## Required action
Take each line of the entries below that contains "derive" and copy it.

Dataset items:

=== Section Start ===

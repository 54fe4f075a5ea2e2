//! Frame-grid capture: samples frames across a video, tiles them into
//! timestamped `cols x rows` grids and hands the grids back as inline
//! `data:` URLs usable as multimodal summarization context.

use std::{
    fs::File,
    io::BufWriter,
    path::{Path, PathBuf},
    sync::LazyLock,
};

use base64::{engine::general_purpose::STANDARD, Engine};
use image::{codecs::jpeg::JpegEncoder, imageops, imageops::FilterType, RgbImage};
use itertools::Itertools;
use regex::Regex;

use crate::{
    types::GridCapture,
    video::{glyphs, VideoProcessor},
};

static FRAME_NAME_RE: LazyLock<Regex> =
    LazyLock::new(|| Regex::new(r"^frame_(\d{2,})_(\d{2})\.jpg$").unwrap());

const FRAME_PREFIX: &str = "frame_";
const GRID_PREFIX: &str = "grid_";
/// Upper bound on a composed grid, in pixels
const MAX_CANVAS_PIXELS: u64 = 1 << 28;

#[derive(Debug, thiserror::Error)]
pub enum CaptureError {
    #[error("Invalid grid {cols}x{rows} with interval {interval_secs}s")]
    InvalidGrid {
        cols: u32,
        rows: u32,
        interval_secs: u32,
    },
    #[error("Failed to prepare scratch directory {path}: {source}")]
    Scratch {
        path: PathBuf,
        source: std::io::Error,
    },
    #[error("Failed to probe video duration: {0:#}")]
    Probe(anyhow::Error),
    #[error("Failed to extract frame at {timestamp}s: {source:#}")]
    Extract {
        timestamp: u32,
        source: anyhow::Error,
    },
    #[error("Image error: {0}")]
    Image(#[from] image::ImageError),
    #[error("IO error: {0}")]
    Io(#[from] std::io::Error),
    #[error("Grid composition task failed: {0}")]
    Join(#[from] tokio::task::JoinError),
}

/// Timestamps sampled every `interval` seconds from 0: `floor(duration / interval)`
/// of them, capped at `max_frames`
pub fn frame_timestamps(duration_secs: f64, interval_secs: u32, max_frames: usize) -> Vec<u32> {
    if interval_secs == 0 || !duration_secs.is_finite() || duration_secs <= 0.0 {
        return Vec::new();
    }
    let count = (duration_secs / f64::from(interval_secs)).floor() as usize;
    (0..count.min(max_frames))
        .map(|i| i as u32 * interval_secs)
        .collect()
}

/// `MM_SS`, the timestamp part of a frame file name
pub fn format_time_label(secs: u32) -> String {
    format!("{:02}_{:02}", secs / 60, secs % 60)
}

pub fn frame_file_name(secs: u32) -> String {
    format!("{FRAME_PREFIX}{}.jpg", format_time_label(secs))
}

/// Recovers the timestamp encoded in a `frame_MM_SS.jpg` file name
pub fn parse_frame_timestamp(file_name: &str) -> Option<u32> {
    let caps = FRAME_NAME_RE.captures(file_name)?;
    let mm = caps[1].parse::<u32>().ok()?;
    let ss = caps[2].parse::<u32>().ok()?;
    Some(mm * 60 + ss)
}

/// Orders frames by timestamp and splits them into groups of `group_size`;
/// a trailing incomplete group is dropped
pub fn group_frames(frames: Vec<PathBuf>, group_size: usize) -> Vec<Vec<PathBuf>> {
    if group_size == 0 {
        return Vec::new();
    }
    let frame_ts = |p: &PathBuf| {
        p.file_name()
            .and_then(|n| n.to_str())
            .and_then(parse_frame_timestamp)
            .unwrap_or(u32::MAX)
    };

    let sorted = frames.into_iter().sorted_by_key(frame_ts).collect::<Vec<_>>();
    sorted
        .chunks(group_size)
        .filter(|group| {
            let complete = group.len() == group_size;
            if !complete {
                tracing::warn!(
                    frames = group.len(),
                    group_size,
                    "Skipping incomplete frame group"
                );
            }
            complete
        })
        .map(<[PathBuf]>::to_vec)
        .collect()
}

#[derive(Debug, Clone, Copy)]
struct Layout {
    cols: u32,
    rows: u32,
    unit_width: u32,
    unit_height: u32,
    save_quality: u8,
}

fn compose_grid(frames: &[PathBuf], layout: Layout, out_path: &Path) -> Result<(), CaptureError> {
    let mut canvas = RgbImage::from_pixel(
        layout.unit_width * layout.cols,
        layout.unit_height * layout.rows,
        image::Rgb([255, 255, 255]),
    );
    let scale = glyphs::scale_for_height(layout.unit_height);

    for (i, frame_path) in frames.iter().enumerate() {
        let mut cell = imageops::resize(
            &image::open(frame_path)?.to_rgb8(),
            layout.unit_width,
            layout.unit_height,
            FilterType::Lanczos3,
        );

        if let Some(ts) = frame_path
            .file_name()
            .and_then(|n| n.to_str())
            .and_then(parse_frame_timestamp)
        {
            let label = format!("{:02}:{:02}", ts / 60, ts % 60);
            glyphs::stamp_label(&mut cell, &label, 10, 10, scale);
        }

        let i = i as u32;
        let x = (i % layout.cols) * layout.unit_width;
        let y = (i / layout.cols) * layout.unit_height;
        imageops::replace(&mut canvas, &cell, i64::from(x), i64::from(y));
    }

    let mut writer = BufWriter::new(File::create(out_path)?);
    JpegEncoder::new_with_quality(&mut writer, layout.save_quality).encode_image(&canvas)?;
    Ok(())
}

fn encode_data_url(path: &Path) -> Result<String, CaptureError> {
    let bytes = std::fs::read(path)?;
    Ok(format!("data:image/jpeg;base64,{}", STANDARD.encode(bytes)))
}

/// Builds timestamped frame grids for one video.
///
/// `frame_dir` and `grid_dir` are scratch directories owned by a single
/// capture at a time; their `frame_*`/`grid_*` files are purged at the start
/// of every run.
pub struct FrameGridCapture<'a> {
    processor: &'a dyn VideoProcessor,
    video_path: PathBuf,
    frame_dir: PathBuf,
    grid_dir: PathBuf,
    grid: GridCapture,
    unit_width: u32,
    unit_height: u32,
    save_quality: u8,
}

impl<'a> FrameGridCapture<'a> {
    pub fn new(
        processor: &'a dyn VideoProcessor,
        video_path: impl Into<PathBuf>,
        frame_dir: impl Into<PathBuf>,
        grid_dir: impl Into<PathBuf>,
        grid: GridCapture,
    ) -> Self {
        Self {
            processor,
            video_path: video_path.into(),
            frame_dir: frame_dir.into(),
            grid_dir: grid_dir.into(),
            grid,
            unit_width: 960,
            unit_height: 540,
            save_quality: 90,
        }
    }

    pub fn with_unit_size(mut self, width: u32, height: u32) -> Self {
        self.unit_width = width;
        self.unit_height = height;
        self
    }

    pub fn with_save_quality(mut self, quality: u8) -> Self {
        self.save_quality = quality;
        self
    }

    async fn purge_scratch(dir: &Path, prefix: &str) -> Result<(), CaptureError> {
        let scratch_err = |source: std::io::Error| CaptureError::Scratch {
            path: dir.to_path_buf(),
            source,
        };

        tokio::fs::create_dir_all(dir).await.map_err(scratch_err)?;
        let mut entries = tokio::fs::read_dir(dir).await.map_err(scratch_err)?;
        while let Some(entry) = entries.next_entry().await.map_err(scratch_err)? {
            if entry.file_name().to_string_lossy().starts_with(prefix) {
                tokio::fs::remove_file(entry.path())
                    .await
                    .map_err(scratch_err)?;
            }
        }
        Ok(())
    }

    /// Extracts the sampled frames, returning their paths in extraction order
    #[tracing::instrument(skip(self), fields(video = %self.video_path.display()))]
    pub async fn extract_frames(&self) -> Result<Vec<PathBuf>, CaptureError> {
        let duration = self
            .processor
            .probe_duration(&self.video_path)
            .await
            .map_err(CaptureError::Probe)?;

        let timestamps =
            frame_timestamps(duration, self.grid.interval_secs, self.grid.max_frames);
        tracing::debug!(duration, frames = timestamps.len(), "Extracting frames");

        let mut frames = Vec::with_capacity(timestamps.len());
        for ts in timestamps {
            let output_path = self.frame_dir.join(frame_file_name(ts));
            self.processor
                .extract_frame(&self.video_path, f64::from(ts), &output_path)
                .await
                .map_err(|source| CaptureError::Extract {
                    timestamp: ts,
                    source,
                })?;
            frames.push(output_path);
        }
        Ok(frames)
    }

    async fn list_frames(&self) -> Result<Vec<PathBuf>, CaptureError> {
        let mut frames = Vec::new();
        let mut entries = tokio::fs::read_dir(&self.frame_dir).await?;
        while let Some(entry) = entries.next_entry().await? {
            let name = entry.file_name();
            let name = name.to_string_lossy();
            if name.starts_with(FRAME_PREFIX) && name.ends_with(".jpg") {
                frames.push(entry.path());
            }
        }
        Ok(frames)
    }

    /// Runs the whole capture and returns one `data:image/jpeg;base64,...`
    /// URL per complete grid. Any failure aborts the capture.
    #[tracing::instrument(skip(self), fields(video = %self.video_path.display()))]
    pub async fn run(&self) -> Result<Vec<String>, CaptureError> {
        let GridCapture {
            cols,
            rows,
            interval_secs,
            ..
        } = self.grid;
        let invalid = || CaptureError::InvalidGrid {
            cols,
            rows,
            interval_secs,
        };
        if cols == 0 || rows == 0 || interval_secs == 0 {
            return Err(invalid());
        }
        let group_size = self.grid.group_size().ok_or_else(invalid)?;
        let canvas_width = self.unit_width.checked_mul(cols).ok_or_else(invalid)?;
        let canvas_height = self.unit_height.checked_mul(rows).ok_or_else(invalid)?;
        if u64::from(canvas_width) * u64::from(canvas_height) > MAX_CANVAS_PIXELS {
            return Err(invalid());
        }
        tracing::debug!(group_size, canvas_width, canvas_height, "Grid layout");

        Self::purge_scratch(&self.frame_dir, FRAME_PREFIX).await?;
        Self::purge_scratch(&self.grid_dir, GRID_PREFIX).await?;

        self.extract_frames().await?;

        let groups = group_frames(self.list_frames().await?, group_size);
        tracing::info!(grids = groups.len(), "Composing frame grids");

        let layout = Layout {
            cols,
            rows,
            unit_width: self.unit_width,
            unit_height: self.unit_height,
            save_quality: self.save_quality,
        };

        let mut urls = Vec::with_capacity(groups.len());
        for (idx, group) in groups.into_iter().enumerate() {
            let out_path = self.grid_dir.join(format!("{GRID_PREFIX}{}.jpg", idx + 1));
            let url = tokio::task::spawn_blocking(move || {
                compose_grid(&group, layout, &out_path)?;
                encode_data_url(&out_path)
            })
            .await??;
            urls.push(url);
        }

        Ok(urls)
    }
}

=== Section End ===

## Answer below
#[derive(Debug, thiserror::Error)]
#[derive(Debug, Clone, Copy)]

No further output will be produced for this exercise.